- **Task directions**: Using the data below, copy out all lines with the word "core".

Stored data
§ §

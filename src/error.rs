// ── Central error type ────────────────────────────────────────────────────────
//
// All fallible operations in the crate return `error::Result<T>`.  None of
// these errors crash the host: configuration and resource failures abort the
// splash window only, and placement failures never leave `placement`.

use thiserror::Error;

/// `HRESULT_FROM_WIN32(ERROR_INVALID_DATA)`.
pub const E_INVALIDDATA: u32 = 0x8007_000D;

/// Generic failure `HRESULT`.
pub const E_FAIL: u32 = 0x8000_4005;

/// Every error the splash screen can produce.
#[derive(Debug, Error)]
pub enum SplashError {
    /// The configuration resource could not be found or read.
    #[error("failed to read splash screen configuration resource {resource_id} (error {code:#010x})")]
    ConfigurationMissing { resource_id: u16, code: u32 },

    /// The configuration resource exists but has the wrong length.
    #[error("splash screen configuration resource is {actual} bytes, expected {expected}")]
    ConfigurationSize { expected: usize, actual: usize },

    /// The configuration discriminant is not a known splash screen type.
    #[error("invalid splash screen type: {0}")]
    InvalidConfiguration(u32),

    /// A Win32 API call returned a failure code.
    #[error("{function} failed (error {code:#010x})")]
    Win32 {
        /// The name of the failing function, for display purposes.
        function: &'static str,
        /// The raw Win32 error code (`GetLastError()` value) or HRESULT.
        code: u32,
    },

    /// No monitor could be resolved for a screen point.
    #[error("no monitor at ({x}, {y})")]
    NoMonitor { x: i32, y: i32 },

    /// The splash screen thread could not be started.
    #[error("failed to create splash screen thread: {0}")]
    ThreadSpawn(#[source] std::io::Error),

    #[error("I/O error: {0}")]
    Io(#[from] std::io::Error),

    /// The settings file of the `splashscreen` binary is malformed.
    #[error("invalid settings file: {0}")]
    Settings(#[from] serde_json::Error),
}

impl SplashError {
    /// An HRESULT-style code for this error, suitable for
    /// [`display_error`](crate::display_error).
    pub fn code(&self) -> u32 {
        match self {
            Self::ConfigurationMissing { code, .. } | Self::Win32 { code, .. } => *code,
            Self::ConfigurationSize { .. } | Self::InvalidConfiguration(_) | Self::Settings(_) => {
                E_INVALIDDATA
            }
            Self::NoMonitor { .. } => E_FAIL,
            Self::ThreadSpawn(e) | Self::Io(e) => e
                .raw_os_error()
                .map(hresult_from_win32)
                .unwrap_or(E_FAIL),
        }
    }

    /// `true` for failures of the configuration record itself.
    pub fn is_configuration(&self) -> bool {
        matches!(
            self,
            Self::ConfigurationMissing { .. }
                | Self::ConfigurationSize { .. }
                | Self::InvalidConfiguration(_)
        )
    }
}

/// Map a Win32 error code onto the `FACILITY_WIN32` HRESULT space.
///
/// Values that already look like HRESULTs (or zero) pass through unchanged.
pub fn hresult_from_win32(code: i32) -> u32 {
    let code = code as u32;
    if code as i32 <= 0 {
        code
    } else {
        (code & 0x0000_FFFF) | 0x8007_0000
    }
}

// Convert a windows-crate error (HRESULT) directly into a SplashError so that
// `?` can be used on `windows::core::Result<T>` throughout the platform module.
#[cfg(windows)]
impl From<windows::core::Error> for SplashError {
    fn from(e: windows::core::Error) -> Self {
        // HRESULT.0 is i32; reinterpret bits as u32 for display purposes.
        Self::Win32 {
            function: "windows",
            code: e.code().0 as u32,
        }
    }
}

/// Convenience alias used throughout the crate.
pub type Result<T> = std::result::Result<T, SplashError>;

// ── Tests ─────────────────────────────────────────────────────────────────────
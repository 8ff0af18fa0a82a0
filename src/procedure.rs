// ── Window procedure ──────────────────────────────────────────────────────────
//
// The splash window's message handling, expressed as a pure state machine.
// The platform translates OS messages into `Message`, calls
// `SplashWindowState::handle`, then carries out the returned `Response`
// after the state borrow has ended.  Nothing in here touches the OS, so the
// transitions can be driven by synthetic message sequences.
//
//   Uncreated ──NcCreate──▶ Created ──EraseBackground──▶ Active
//        Created | Active ──Close──▶ Closing ──NcDestroy──▶ Destroyed

use crate::placement::{Point, Rect, Size};
use crate::state::{SplashWindowState, WindowPhase};

/// `HTCAPTION`: the hit-test answer that makes any pixel a drag handle.
pub const HT_CAPTION: isize = 2;

/// The messages the splash window reacts to.
#[derive(Debug, Clone, Copy, PartialEq, Eq)]
pub enum Message<W> {
    /// First message a new window receives (`WM_NCCREATE`).
    NcCreate {
        window: W,
        /// DPI of the monitor the window is being created on.
        dpi: u32,
        /// Position the window is being created at.
        origin: Point,
    },
    /// `WM_ERASEBKGND`: the whole client area is drawn from the bitmap.
    EraseBackground,
    /// `WM_NCHITTEST`.
    HitTest,
    /// `WM_DPICHANGED` with the rectangle suggested by the system.
    DpiChanged { dpi: u32, suggested: Rect },
    /// `WM_ENTERIDLE`.
    EnterIdle,
    /// `WM_MOVING`.
    Moving,
    /// `WM_CLOSE`.
    Close,
    /// `WM_NCDESTROY`, the last message a window receives.
    NcDestroy,
}

/// Whether the platform's default handling runs, or a value is returned as is.
#[derive(Debug, Clone, Copy, PartialEq, Eq)]
pub enum Disposition {
    /// Run the default window procedure first, then apply the effects and
    /// return its result.
    Default,
    /// Apply the effects and return this value.
    Handled(isize),
}

/// Something the platform must do on the procedure's behalf.
#[derive(Debug, Clone, Copy, PartialEq, Eq)]
pub enum Effect<W> {
    /// Move and resize the splash window.
    Reposition { origin: Point, size: Size },
    /// Stretch the bitmap from `source` into a `target` rectangle at (0, 0)
    /// with a smoothing filter.
    Paint { source: Size, target: Size },
    /// Post a close request to another window.
    PostClose(W),
    /// Clear the window's per-instance state slot.
    Detach,
    /// End the splash thread's message loop.
    Quit,
}

/// What to do in answer to one message.
#[derive(Debug, Clone, PartialEq, Eq)]
pub struct Response<W> {
    pub disposition: Disposition,
    pub effects: Vec<Effect<W>>,
}

impl<W> Response<W> {
    fn default_handling() -> Self {
        Self {
            disposition: Disposition::Default,
            effects: Vec::new(),
        }
    }

    fn handled(value: isize) -> Self {
        Self {
            disposition: Disposition::Handled(value),
            effects: Vec::new(),
        }
    }

    fn with(mut self, effect: Effect<W>) -> Self {
        self.effects.push(effect);
        self
    }

    fn with_opt(self, effect: Option<Effect<W>>) -> Self {
        match effect {
            Some(effect) => self.with(effect),
            None => self,
        }
    }
}

impl<W: Copy + Eq, B> SplashWindowState<W, B> {
    /// Handle one window message.
    pub fn handle(&mut self, message: Message<W>) -> Response<W> {
        match message {
            Message::NcCreate { window, dpi, origin } => self.on_nc_create(window, dpi, origin),

            Message::EraseBackground if self.phase().is_live() => {
                self.set_phase(WindowPhase::Active);
                Response::handled(1).with(Effect::Paint {
                    source: self.logical_size(),
                    target: self.current_size(),
                })
            }

            // No title bar: the whole window drags.
            Message::HitTest => Response::handled(HT_CAPTION),

            Message::DpiChanged { dpi, suggested } if self.phase().is_live() => {
                if dpi == self.current_dpi() {
                    return Response::default_handling();
                }
                let reposition = self.rescale(dpi, suggested.origin());
                Response::handled(0).with_opt(reposition)
            }

            // Close the old splash screen only once this one has painted, so
            // there is no visible gap between the two.
            Message::EnterIdle | Message::Moving if self.phase() == WindowPhase::Active => {
                let handoff = self.take_previous().map(Effect::PostClose);
                Response::default_handling().with_opt(handoff)
            }

            Message::Close if self.phase().is_live() => {
                self.set_phase(WindowPhase::Closing);
                Response::default_handling()
            }

            Message::NcDestroy if self.window().is_some() && self.phase() != WindowPhase::Destroyed => {
                self.set_phase(WindowPhase::Destroyed);
                Response::default_handling()
                    .with(Effect::Detach)
                    .with(Effect::Quit)
            }

            _ => Response::default_handling(),
        }
    }

    fn on_nc_create(&mut self, window: W, dpi: u32, origin: Point) -> Response<W> {
        if !self.attach(window) {
            return Response::default_handling();
        }
        if dpi == self.current_dpi() {
            return Response::default_handling();
        }
        let reposition = self.rescale(dpi, origin);
        Response::default_handling().with_opt(reposition)
    }
}

// ── Tests ─────────────────────────────────────────────────────────────────────

#[cfg(test)]
mod tests {
    use super::*;

    type State = SplashWindowState<u32, ()>;

    const WINDOW: u32 = 10;
    const PREVIOUS: u32 = 3;

    fn create(state: &mut State, dpi: u32) -> Response<u32> {
        state.handle(Message::NcCreate {
            window: WINDOW,
            dpi,
            origin: Point::new(100, 50),
        })
    }

    fn active(previous: Option<u32>) -> State {
        let mut s = State::new((), Size::new(400, 300), previous);
        create(&mut s, 96);
        s.handle(Message::EraseBackground);
        s
    }

    #[test]
    fn nc_create_attaches_without_rescale_at_same_dpi() {
        let mut s = State::new((), Size::new(400, 300), None);
        let r = create(&mut s, 96);
        assert_eq!(r, Response { disposition: Disposition::Default, effects: vec![] });
        assert_eq!(s.window(), Some(WINDOW));
        assert_eq!(s.phase(), WindowPhase::Created);
    }

    #[test]
    fn nc_create_rescales_on_different_dpi() {
        let mut s = State::new((), Size::new(400, 300), None);
        let r = create(&mut s, 144);
        assert_eq!(r.disposition, Disposition::Default);
        assert_eq!(
            r.effects,
            vec![Effect::Reposition { origin: Point::new(100, 50), size: Size::new(600, 450) }]
        );
        assert_eq!(s.current_dpi(), 144);
    }

    #[test]
    fn second_nc_create_is_ignored() {
        let mut s = State::new((), Size::new(400, 300), None);
        create(&mut s, 96);
        let r = s.handle(Message::NcCreate { window: 99, dpi: 192, origin: Point::default() });
        assert!(r.effects.is_empty());
        assert_eq!(s.window(), Some(WINDOW));
        assert_eq!(s.current_dpi(), 96);
    }

    #[test]
    fn erase_background_paints_and_activates() {
        let mut s = State::new((), Size::new(400, 300), None);
        create(&mut s, 144);
        let r = s.handle(Message::EraseBackground);
        assert_eq!(r.disposition, Disposition::Handled(1));
        assert_eq!(
            r.effects,
            vec![Effect::Paint { source: Size::new(400, 300), target: Size::new(600, 450) }]
        );
        assert_eq!(s.phase(), WindowPhase::Active);
    }

    #[test]
    fn erase_before_creation_is_default() {
        let mut s = State::new((), Size::new(400, 300), None);
        let r = s.handle(Message::EraseBackground);
        assert_eq!(r.disposition, Disposition::Default);
        assert_eq!(s.phase(), WindowPhase::Uncreated);
    }

    #[test]
    fn hit_test_is_caption_everywhere() {
        let mut s = State::new((), Size::new(1, 1), None);
        assert_eq!(s.handle(Message::HitTest).disposition, Disposition::Handled(HT_CAPTION));
        let mut s = active(None);
        assert_eq!(s.handle(Message::HitTest).disposition, Disposition::Handled(HT_CAPTION));
    }

    #[test]
    fn dpi_change_repositions_to_suggested_origin() {
        let mut s = active(None);
        let r = s.handle(Message::DpiChanged {
            dpi: 144,
            suggested: Rect::new(2000, 100, 2600, 550),
        });
        assert_eq!(r.disposition, Disposition::Handled(0));
        assert_eq!(
            r.effects,
            vec![Effect::Reposition { origin: Point::new(2000, 100), size: Size::new(600, 450) }]
        );
    }

    #[test]
    fn unchanged_dpi_is_not_handled() {
        let mut s = active(None);
        let r = s.handle(Message::DpiChanged { dpi: 96, suggested: Rect::default() });
        assert_eq!(r, Response { disposition: Disposition::Default, effects: vec![] });
    }

    #[test]
    fn dpi_round_trip_restores_logical_size() {
        let mut s = active(None);
        for dpi in [120, 144, 168, 192, 120, 96] {
            s.handle(Message::DpiChanged { dpi, suggested: Rect::default() });
        }
        assert_eq!(s.current_size(), Size::new(400, 300));
    }

    #[test]
    fn handoff_closes_previous_exactly_once() {
        let mut s = active(Some(PREVIOUS));
        let mut closes = 0;
        for i in 0..20 {
            let msg = if i % 2 == 0 { Message::Moving } else { Message::EnterIdle };
            let r = s.handle(msg);
            assert_eq!(r.disposition, Disposition::Default);
            closes += r
                .effects
                .iter()
                .filter(|e| **e == Effect::PostClose(PREVIOUS))
                .count();
        }
        assert_eq!(closes, 1);
        assert_eq!(s.previous(), None);
    }

    #[test]
    fn handoff_waits_for_first_paint() {
        let mut s = State::new((), Size::new(400, 300), Some(PREVIOUS));
        create(&mut s, 96);
        assert!(s.handle(Message::Moving).effects.is_empty());
        assert_eq!(s.previous(), Some(PREVIOUS));

        s.handle(Message::EraseBackground);
        assert_eq!(s.handle(Message::EnterIdle).effects, vec![Effect::PostClose(PREVIOUS)]);
    }

    #[test]
    fn close_then_destroy_quits_the_loop() {
        let mut s = active(None);
        assert_eq!(s.handle(Message::Close).disposition, Disposition::Default);
        assert_eq!(s.phase(), WindowPhase::Closing);

        let r = s.handle(Message::NcDestroy);
        assert_eq!(r.disposition, Disposition::Default);
        assert_eq!(r.effects, vec![Effect::Detach, Effect::Quit]);
        assert_eq!(s.phase(), WindowPhase::Destroyed);
    }

    #[test]
    fn destroy_without_close_still_quits() {
        let mut s = active(None);
        assert_eq!(s.handle(Message::NcDestroy).effects, vec![Effect::Detach, Effect::Quit]);
    }

    #[test]
    fn destroyed_window_ignores_everything_but_hit_test() {
        let mut s = active(Some(PREVIOUS));
        s.handle(Message::NcDestroy);
        for msg in [
            Message::EraseBackground,
            Message::Moving,
            Message::EnterIdle,
            Message::Close,
            Message::NcDestroy,
            Message::DpiChanged { dpi: 192, suggested: Rect::default() },
        ] {
            assert!(s.handle(msg).effects.is_empty(), "{msg:?}");
        }
        assert_eq!(s.phase(), WindowPhase::Destroyed);
        // The handoff never happened, so the previous window is still held
        // for the thread's teardown to close.
        assert_eq!(s.previous(), Some(PREVIOUS));
    }
}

§ §

- **Reply**:
// `?` can be used on `windows::core::Result<T>` throughout the platform module.
impl From<windows::core::Error> for SplashError {
    fn from(e: windows::core::Error) -> Self {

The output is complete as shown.